# How to connect a guitar pedal to a midi keyboard?



## fionapereira

Hi all!

I’m interested to purchase a guitar pedal but unsure how to connect it to a midi keyboard. I have a NI KK MK2 S61 keyboard. Which cables do I require? Also, can I connect the pedal directly to the audio interface (I have a Focusrite 2i2 2nd gen interface)

Thanks


----------



## Jeremy Spencer

What do you mean by "guitar pedal"?


----------



## fionapereira

Wolfie2112 said:


> What do you mean by "guitar pedal"?


An effects pedal


----------



## gsilbers

can you explain a little more what you are looking to do?


----------



## Jeremy Spencer

fionapereira said:


> An effects pedal



There are many types of pedals. What is the exact model?


----------



## Nick Batzdorf

The pedal's input is likely to be Hi-Z, while keyboard outputs are line-level (lower impedance). So you'll have to turn the keyboard down to avoid overloading the pedal.

Usually you can get away with that without a converter.


----------



## Nick Batzdorf

There are other ways to do it, for example plugging into an amp and then using its effects loop - and then miking the amp, which can add a nice color. There are also boxes designed for reamping.

But I think you’ll be fine just using the pedal in line.


----------



## Jeremy Spencer

Or if you're pedal is a regular type with 1/4 connections, just plug your guitar into that....and then out from the pedal into the Scarlett (it has pre amps). This is assuming you are using it for a guitar? If you're tying to use it for your keyboard, it won't do anything because your NI MKII just a MIDI controller.


----------



## Nick Batzdorf

Oh! It's a keyboard controller!

Yeah, that's going to pose a problem for anything other than that Cage 4'33" of Silence piece.


----------



## rrichard63

gsilbers said:


> can you explain a little more what you are looking to do?

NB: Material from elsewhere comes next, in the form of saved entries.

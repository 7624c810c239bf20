//! Resolving the configured timezone to a UTC offset.

use time::{OffsetDateTime, UtcOffset};
use time_tz::{Offset, TimeZone};

/// Get the current UTC offset for a canonical timezone name, e.g.
/// "Pacific/Auckland".
///
/// Returns `None` if the name is not a known timezone.
pub fn get_local_offset(canonical_timezone: &str) -> Option<UtcOffset> {
    time_tz::timezones::get_by_name(canonical_timezone)
        .map(|tz| tz.get_offset_utc(&OffsetDateTime::now_utc()).to_utc())
}
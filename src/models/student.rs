//! Student model

/// A student enrolled in a classroom
///
/// Carries only an identifier. Uniqueness within a classroom is not
/// enforced; enrolling the same ID twice yields two entries.
#[derive(Debug, Clone, PartialEq, Eq)]
pub struct Student {
    /// Student identifier (e.g., "S1")
    pub id: String,
}

impl Student {
    /// Create a new student with the given identifier
    #[must_use]
    pub fn new(id: impl Into<String>) -> Self {
        Self { id: id.into() }
    }
}
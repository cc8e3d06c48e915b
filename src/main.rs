//! classreg - A CLI registry that tracks virtual classrooms, enrolled
//! students, and scheduled assignments
//!
//! Reads one command per line from standard input and mutates an in-memory
//! registry, printing a confirmation per command. See `classreg --help`.

// Deny all clippy warnings in this crate
#![deny(
    clippy::all,
    clippy::pedantic,
    clippy::nursery,
    missing_docs,
    missing_debug_implementations,
    missing_copy_implementations,
    trivial_casts,
    trivial_numeric_casts,
    unsafe_code,
    unused_import_braces,
    unused_qualifications
)]
// Allow some pedantic lints that are too noisy or not applicable
#![allow(
    clippy::module_name_repetitions,
    clippy::missing_errors_doc,
    clippy::cargo_common_metadata
)]

mod cli;

/// Main entry point for the classreg CLI
fn main() {
    if let Err(err) = cli::run() {
        eprintln!("Error: {err}");
        std::process::exit(1);
    }
}
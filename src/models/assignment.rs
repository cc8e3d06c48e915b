//! Assignment model
//!
//! A schedulable unit of work attached to a classroom. Submission is tracked
//! as a single flag shared by the whole class, not per student.

/// An assignment with free-text details and a binary submitted state
#[derive(Debug, Clone, PartialEq, Eq)]
pub struct Assignment {
    /// Free-text description of the work (e.g., "Homework 1")
    pub details: String,

    /// Whether the assignment has been submitted
    pub submitted: bool,
}

impl Assignment {
    /// Create a new, unsubmitted assignment
    #[must_use]
    pub fn new(details: impl Into<String>) -> Self {
        Self {
            details: details.into(),
            submitted: false,
        }
    }

    /// Mark this assignment as submitted
    ///
    /// Idempotent: resubmission is not an error and leaves the flag true.
    pub fn mark_submitted(&mut self) {
        self.submitted = true;
    }
}
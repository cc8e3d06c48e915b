//! Classroom model
//!
//! A classroom aggregates the students enrolled in it and the assignments
//! scheduled for it. Both collections preserve insertion order and allow
//! duplicates.

use super::{Assignment, Student};

/// A named aggregate of students and assignments
#[derive(Debug, Clone, Default)]
pub struct Classroom {
    name: String,
    students: Vec<Student>,
    assignments: Vec<Assignment>,
}

impl Classroom {
    /// Create an empty classroom with the given name
    #[must_use]
    pub fn new(name: impl Into<String>) -> Self {
        Self {
            name: name.into(),
            students: Vec::new(),
            assignments: Vec::new(),
        }
    }

    /// The classroom's name (its key in the registry)
    #[must_use]
    pub fn name(&self) -> &str {
        &self.name
    }

    /// Enroll a student; duplicate IDs are accepted
    pub fn add_student(&mut self, student: Student) {
        self.students.push(student);
    }

    /// Schedule an assignment; duplicate details are accepted
    pub fn add_assignment(&mut self, assignment: Assignment) {
        self.assignments.push(assignment);
    }

    /// Enrolled students, in insertion order
    #[must_use]
    pub fn students(&self) -> &[Student] {
        &self.students
    }

    /// Scheduled assignments, in insertion order
    #[must_use]
    pub fn assignments(&self) -> &[Assignment] {
        &self.assignments
    }

    /// Find the first assignment whose details match exactly
    ///
    /// Linear scan in insertion order; matching is case-sensitive on the
    /// whole details string. O(assignments) per lookup, which is fine at
    /// this scale.
    pub fn find_assignment_mut(&mut self, details: &str) -> Option<&mut Assignment> {
        self.assignments.iter_mut().find(|a| a.details == details)
    }
}
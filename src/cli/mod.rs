//! CLI layer for classreg
//!
//! This module contains the command-line interface:
//!
//! - [`app`] - CLI definitions and entry point

pub mod app;

// Re-export main entry point
pub use app::run;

Yes, @fionapereira, please do.


----------



## fionapereira

Wolfie2112 said:


> There are many types of pedals. What is the exact model?


Either Gamechanger Audio’s Plus pedal or Strymon’s Big Sky or Boss Space Echo


----------



## fionapereira

Wolfie2112 said:


> There are many types of pedals. What is the exact model?


Either Gamechanger Audio’s Plus pedal or Strymon’s Big Sky or Boss Space Echo


gsilbers said:


> can you explain a little more what you are looking to do?


This is what I have in mind...I want to connect my MIDI keyboard to an effects pedal. I would like to then connect it to my audio interface but I do not know it has to be reamped prior to audio interface connection. 
Hence, this is how I would like to do it... DAW>MIDI keyboard>Effects pedal>Audio Interface


----------



## rrichard63

fionapereira said:


> ... this is how I would like to do it... DAW>MIDI keyboard>Effects pedal>Audio Interface


Most MIDI keyboards won't allow this. If a keyboard is also a synth or workstation, it will have audio OUTPUTS but it will not have audio INPUTS as suggested in your description. What you can do is this:

DAW -> audio interface out ->effects pedal -> audio interface in

You will need to watch the output level (volume) through the audio interface outputs because many guitar pedals expect a fairly low level input compared to line level audio gear.

(Just my opinion) This is only worth it if you have a favorite guitar pedal and can't find a software emulation of it that makes you happy. For example, before investing in a Roland Space Echo, look at Soundtoys EchoBoy, which emulates that pedal and some other delay and chorus pedals.

Others may be able to suggest software alternatives to the Gamechanger and Strymon pedals.

Hope this helps. By the way, welcome to VI-Control!


----------



## Nick Batzdorf

fionapereira said:


> I do not know it has to be reamped prior to audio interface connection.



I answered your question above: almost certainly not.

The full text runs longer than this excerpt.